*Problem*.
Could you return the lines below exactly, from the first line up to and including the line that holds "pub const OFFLINE_SUFFIX: &str"?

(Stored items)

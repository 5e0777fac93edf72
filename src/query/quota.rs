//! 表级查询配额
//!
//! 每个配置了 `maxQueriesPerSecond` 的物理表（`xxx_OFFLINE` / `xxx_REALTIME`）
//! 持有一个令牌桶，速率为 `总速率 / 在线 broker 数`；另有 1 秒窗口的命中计数。
//! 没有配额的表总是放行。

use std::collections::HashMap;
use std::time::Instant;
use parking_lot::Mutex;
use tracing::{debug, info, warn};
use crate::common::Result;
use crate::config::QuotaConfig;

pub const OFFLINE_SUFFIX: &str  = "_OFFLINE";
pub const REALTIME_SUFFIX: &str = "_REALTIME";

/// 查询入口消费的配额协作者
pub trait QueryQuota: Send + Sync {
    /// 拿不到令牌时返回 false，调用方立即拒绝，不排队
    fn acquire(&self, table_name: &str) -> bool;
}

// ── 令牌桶 ────────────────────────────────────────────────────────────────────

#[derive(Debug)]
struct RateLimiter {
    rate:        f64,
    capacity:    f64,
    tokens:      f64,
    last_refill: Instant,
}

impl RateLimiter {
    /// 初始只有一个令牌，之后按速率补充，最多攒一秒
    fn new(rate: f64, now: Instant) -> Self {
        Self { rate, capacity: rate.max(1.0), tokens: 1.0, last_refill: now }
    }

    fn refill(&mut self, now: Instant) {
        let elapsed = now.saturating_duration_since(self.last_refill).as_secs_f64();
        self.tokens = (self.tokens + elapsed * self.rate).min(self.capacity);
        self.last_refill = now;
    }

    fn try_acquire(&mut self, now: Instant) -> bool {
        self.refill(now);
        if self.tokens >= 1.0 {
            self.tokens -= 1.0;
            true
        } else {
            false
        }
    }

    fn set_rate(&mut self, rate: f64, now: Instant) {
        self.refill(now);
        self.rate = rate;
        self.capacity = rate.max(1.0);
        self.tokens = self.tokens.min(self.capacity);
    }
}

// ── 命中计数 ──────────────────────────────────────────────────────────────────

const HIT_BUCKETS: usize = 100;
const HIT_BUCKET_MS: u64 = 10;

/// 1 秒滑动窗口，100 个 10ms 桶
#[derive(Debug)]
struct HitCounter {
    origin: Instant,
    counts: [u32; HIT_BUCKETS],
    slots:  [u64; HIT_BUCKETS],
}

impl HitCounter {
    fn new(origin: Instant) -> Self {
        Self { origin, counts: [0; HIT_BUCKETS], slots: [u64::MAX; HIT_BUCKETS] }
    }

    fn slot(&self, now: Instant) -> u64 {
        now.saturating_duration_since(self.origin).as_millis() as u64 / HIT_BUCKET_MS
    }

    fn hit(&mut self, now: Instant) {
        let slot = self.slot(now);
        let idx = (slot % HIT_BUCKETS as u64) as usize;
        if self.slots[idx] != slot {
            self.slots[idx] = slot;
            self.counts[idx] = 0;
        }
        self.counts[idx] += 1;
    }

    fn hit_count(&self, now: Instant) -> u32 {
        let current = self.slot(now);
        self.slots.iter().zip(&self.counts)
            .filter(|(s, _)| **s != u64::MAX && current.saturating_sub(**s) < HIT_BUCKETS as u64)
            .map(|(_, c)| *c)
            .sum()
    }
}

// ── 管理器 ────────────────────────────────────────────────────────────────────

#[derive(Debug)]
struct TableQuota {
    overall_rate: f64,
    limiter:      RateLimiter,
    hits:         HitCounter,
}

#[derive(Debug)]
pub struct TableQueryQuotaManager {
    tables:               Mutex<HashMap<String, TableQuota>>,
    online_broker_count:  Mutex<usize>,
}

impl TableQueryQuotaManager {
    pub fn new(online_broker_count: usize) -> Self {
        Self {
            tables: Mutex::new(HashMap::new()),
            online_broker_count: Mutex::new(online_broker_count.max(1)),
        }
    }

    /// 按配置创建或替换表的配额；未配置 QPS 时移除已有配额
    pub fn init_table_quota(&self, table_name_with_type: &str, config: &QuotaConfig) -> Result<()> {
        let Some(overall_rate) = config.max_qps()? else {
            info!(table = table_name_with_type, "no qps quota configured");
            self.drop_table_quota(table_name_with_type);
            return Ok(());
        };
        let brokers = *self.online_broker_count.lock();
        let rate = overall_rate / brokers as f64;
        let now = Instant::now();
        self.tables.lock().insert(table_name_with_type.to_string(), TableQuota {
            overall_rate,
            limiter: RateLimiter::new(rate, now),
            hits: HitCounter::new(now),
        });
        info!(table = table_name_with_type, overall_rate, per_broker_rate = rate, brokers, "initialized query quota");
        Ok(())
    }

    pub fn drop_table_quota(&self, table_name_with_type: &str) {
        if self.tables.lock().remove(table_name_with_type).is_some() {
            info!(table = table_name_with_type, "dropped query quota");
        }
    }

    /// 在线 broker 数变化时重算每张表的单 broker 速率
    pub fn update_online_broker_count(&self, count: usize) {
        let count = count.max(1);
        *self.online_broker_count.lock() = count;
        let now = Instant::now();
        let mut rebuilt = 0;
        for (table, quota) in self.tables.lock().iter_mut() {
            let rate = quota.overall_rate / count as f64;
            if (rate - quota.limiter.rate).abs() > 0.001 {
                debug!(table = %table, previous = quota.limiter.rate, rate, "rescaled query quota");
                quota.limiter.set_rate(rate, now);
                rebuilt += 1;
            }
        }
        info!(brokers = count, rebuilt, "processed query quota change");
    }

    /// 单 broker 速率；表无配额时为 None
    pub fn rate(&self, table_name_with_type: &str) -> Option<f64> {
        self.tables.lock().get(table_name_with_type).map(|q| q.limiter.rate)
    }

    /// 最近一秒的请求数
    pub fn hit_count(&self, table_name_with_type: &str) -> u32 {
        self.tables.lock().get(table_name_with_type).map_or(0, |q| q.hits.hit_count(Instant::now()))
    }

    pub fn num_tables(&self) -> usize { self.tables.lock().len() }

    fn try_acquire_table(&self, table_name_with_type: &str, now: Instant) -> bool {
        let mut tables = self.tables.lock();
        let Some(quota) = tables.get_mut(table_name_with_type) else { return true };
        quota.hits.hit(now);
        if quota.limiter.try_acquire(now) {
            return true;
        }
        warn!(
            table = table_name_with_type,
            per_broker_rate = quota.limiter.rate,
            current_qps = quota.hits.hit_count(now),
            "query quota exceeded",
        );
        false
    }
}

impl Default for TableQueryQuotaManager {
    fn default() -> Self { Self::new(1) }
}

impl QueryQuota for TableQueryQuotaManager {
    fn acquire(&self, table_name: &str) -> bool {
        let now = Instant::now();
        if table_name.ends_with(OFFLINE_SUFFIX) || table_name.ends_with(REALTIME_SUFFIX) {
            return self.try_acquire_table(table_name, now);
        }
        // 原始表名：离线与实时两张物理表都要放行；按原名配置的配额也生效
        let offline  = self.try_acquire_table(&format!("{table_name}{OFFLINE_SUFFIX}"), now);
        let realtime = self.try_acquire_table(&format!("{table_name}{REALTIME_SUFFIX}"), now);
        let raw      = self.try_acquire_table(table_name, now);
        offline && realtime && raw
    }
}

#[cfg(test)]
mod tests {
    use super::*;
    use std::time::Duration;

    #[test]
    fn test_no_quota_always_acquires() {
        let mgr = TableQueryQuotaManager::new(1);
        for _ in 0..100 {
            assert!(mgr.acquire("events"));
        }
        mgr.init_table_quota("events_OFFLINE", &QuotaConfig::default()).unwrap();
        assert_eq!(mgr.num_tables(), 0);
    }

    #[test]
    fn test_rate_limit_rejects_burst() {
        let mgr = TableQueryQuotaManager::new(1);
        mgr.init_table_quota("events_OFFLINE", &QuotaConfig::with_max_qps("1")).unwrap();
        assert!(mgr.acquire("events"));
        assert!(!mgr.acquire("events_OFFLINE"));
        assert_eq!(mgr.hit_count("events_OFFLINE"), 2);
        assert!(mgr.acquire("other"));
    }

    #[test]
    fn test_broker_count_rescales_rate() {
        let mgr = TableQueryQuotaManager::new(2);
        mgr.init_table_quota("events_REALTIME", &QuotaConfig::with_max_qps("100")).unwrap();
        assert_eq!(mgr.rate("events_REALTIME"), Some(50.0));
        mgr.update_online_broker_count(4);
        assert_eq!(mgr.rate("events_REALTIME"), Some(25.0));
        assert!(mgr.init_table_quota("bad_OFFLINE", &QuotaConfig::with_max_qps("abc")).is_err());
    }

    #[test]
    fn test_token_bucket_refills() {
        let t0 = Instant::now();
        let mut limiter = RateLimiter::new(10.0, t0);
        assert!(limiter.try_acquire(t0));
        assert!(!limiter.try_acquire(t0));
        assert!(limiter.try_acquire(t0 + Duration::from_millis(150)));
        // 最多攒一秒的量
        let later = t0 + Duration::from_secs(10);
        let granted = (0..20).filter(|_| limiter.try_acquire(later)).count();
        assert_eq!(granted, 10);
    }

    #[test]
    fn test_hit_counter_window() {
        let t0 = Instant::now();
        let mut hits = HitCounter::new(t0);
        hits.hit(t0);
        hits.hit(t0 + Duration::from_millis(500));
        assert_eq!(hits.hit_count(t0 + Duration::from_millis(900)), 2);
        assert_eq!(hits.hit_count(t0 + Duration::from_millis(1200)), 1);
        assert_eq!(hits.hit_count(t0 + Duration::from_secs(3)), 0);
    }
}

*Solution for this task*.
repository 5e0777fac93edf72
filename src/query/quota.rs
//! 表级查询配额
//!
//! 每个配置了 `maxQueriesPerSecond` 的物理表（`xxx_OFFLINE` / `xxx_REALTIME`）
//! 持有一个令牌桶，速率为 `总速率 / 在线 broker 数`；另有 1 秒窗口的命中计数。
//! 没有配额的表总是放行。

use std::collections::HashMap;
use std::time::Instant;
use parking_lot::Mutex;
use tracing::{debug, info, warn};
use crate::common::Result;
use crate::config::QuotaConfig;

pub const OFFLINE_SUFFIX: &str  = "_OFFLINE";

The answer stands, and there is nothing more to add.